Exercise objective:
Write out, from the entries below, exactly the lines that run between the lines holding "filename src/error.rs" and "use axum::Json;", inclusive, and stop there.
*** Record set ***
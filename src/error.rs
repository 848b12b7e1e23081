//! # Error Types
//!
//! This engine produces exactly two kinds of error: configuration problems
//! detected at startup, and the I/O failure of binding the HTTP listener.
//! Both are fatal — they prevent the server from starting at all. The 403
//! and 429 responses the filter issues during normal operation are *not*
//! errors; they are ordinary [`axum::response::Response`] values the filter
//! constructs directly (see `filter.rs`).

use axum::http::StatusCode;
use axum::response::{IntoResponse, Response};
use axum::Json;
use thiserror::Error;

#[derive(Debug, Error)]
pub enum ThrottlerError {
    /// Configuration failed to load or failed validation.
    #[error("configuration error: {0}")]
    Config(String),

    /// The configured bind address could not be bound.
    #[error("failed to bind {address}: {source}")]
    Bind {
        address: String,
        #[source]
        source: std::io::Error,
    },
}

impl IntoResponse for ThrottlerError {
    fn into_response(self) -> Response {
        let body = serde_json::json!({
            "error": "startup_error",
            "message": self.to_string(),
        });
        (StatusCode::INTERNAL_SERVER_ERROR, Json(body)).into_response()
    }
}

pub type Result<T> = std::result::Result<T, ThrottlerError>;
*** End of Record set ***
*** Record set ***
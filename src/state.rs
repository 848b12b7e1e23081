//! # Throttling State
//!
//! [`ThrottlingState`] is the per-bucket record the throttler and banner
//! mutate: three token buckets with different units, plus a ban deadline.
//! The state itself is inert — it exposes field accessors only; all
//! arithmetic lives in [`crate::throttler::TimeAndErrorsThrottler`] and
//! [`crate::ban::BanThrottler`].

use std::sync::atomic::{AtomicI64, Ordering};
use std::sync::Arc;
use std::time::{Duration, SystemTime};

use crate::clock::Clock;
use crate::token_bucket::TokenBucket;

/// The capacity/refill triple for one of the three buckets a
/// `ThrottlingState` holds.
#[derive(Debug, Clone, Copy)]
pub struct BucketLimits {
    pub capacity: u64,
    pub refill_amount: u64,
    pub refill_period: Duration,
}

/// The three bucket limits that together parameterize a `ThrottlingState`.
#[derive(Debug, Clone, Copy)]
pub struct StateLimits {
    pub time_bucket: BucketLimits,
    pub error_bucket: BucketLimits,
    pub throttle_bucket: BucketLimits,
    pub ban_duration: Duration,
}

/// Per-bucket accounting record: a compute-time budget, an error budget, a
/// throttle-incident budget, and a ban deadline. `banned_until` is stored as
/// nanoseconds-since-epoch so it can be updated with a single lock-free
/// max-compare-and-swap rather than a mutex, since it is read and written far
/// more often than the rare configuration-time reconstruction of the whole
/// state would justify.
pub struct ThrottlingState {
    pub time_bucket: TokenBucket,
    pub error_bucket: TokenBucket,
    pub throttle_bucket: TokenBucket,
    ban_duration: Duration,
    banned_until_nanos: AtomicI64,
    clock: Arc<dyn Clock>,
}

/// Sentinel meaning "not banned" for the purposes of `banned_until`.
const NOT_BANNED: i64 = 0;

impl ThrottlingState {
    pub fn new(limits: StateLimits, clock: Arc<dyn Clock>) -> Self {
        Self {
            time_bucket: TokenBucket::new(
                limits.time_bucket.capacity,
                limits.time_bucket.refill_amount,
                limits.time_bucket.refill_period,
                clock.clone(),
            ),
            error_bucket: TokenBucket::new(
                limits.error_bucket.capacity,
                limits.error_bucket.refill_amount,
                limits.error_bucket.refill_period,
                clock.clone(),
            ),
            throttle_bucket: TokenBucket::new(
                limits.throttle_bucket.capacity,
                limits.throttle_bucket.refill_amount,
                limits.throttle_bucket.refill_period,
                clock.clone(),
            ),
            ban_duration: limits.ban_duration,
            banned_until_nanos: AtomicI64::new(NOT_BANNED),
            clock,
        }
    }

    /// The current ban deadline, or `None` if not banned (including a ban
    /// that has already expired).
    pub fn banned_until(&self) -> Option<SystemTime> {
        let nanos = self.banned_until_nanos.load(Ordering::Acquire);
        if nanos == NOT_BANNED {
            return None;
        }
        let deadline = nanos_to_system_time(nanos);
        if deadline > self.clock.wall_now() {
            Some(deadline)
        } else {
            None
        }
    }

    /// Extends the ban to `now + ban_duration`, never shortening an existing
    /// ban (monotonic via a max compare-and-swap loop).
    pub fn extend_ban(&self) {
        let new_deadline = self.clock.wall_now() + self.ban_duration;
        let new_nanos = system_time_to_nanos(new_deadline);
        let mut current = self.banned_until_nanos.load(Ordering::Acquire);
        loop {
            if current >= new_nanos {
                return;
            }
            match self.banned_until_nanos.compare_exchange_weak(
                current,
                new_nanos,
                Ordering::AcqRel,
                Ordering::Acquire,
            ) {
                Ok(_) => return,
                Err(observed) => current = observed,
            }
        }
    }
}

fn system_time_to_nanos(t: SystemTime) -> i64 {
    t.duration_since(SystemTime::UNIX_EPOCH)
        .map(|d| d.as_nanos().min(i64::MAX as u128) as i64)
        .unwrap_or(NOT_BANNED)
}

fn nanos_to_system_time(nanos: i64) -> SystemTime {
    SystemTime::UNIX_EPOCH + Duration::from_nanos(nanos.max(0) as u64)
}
*** End of Record set ***
Answer to the problem:
filename src/error.rs
repository 848b12b7e1e23081
//! # Error Types
//!
//! This engine produces exactly two kinds of error: configuration problems
//! detected at startup, and the I/O failure of binding the HTTP listener.
//! Both are fatal — they prevent the server from starting at all. The 403
//! and 429 responses the filter issues during normal operation are *not*
//! errors; they are ordinary [`axum::response::Response`] values the filter
//! constructs directly (see `filter.rs`).

use axum::http::StatusCode;
use axum::response::{IntoResponse, Response};
use axum::Json;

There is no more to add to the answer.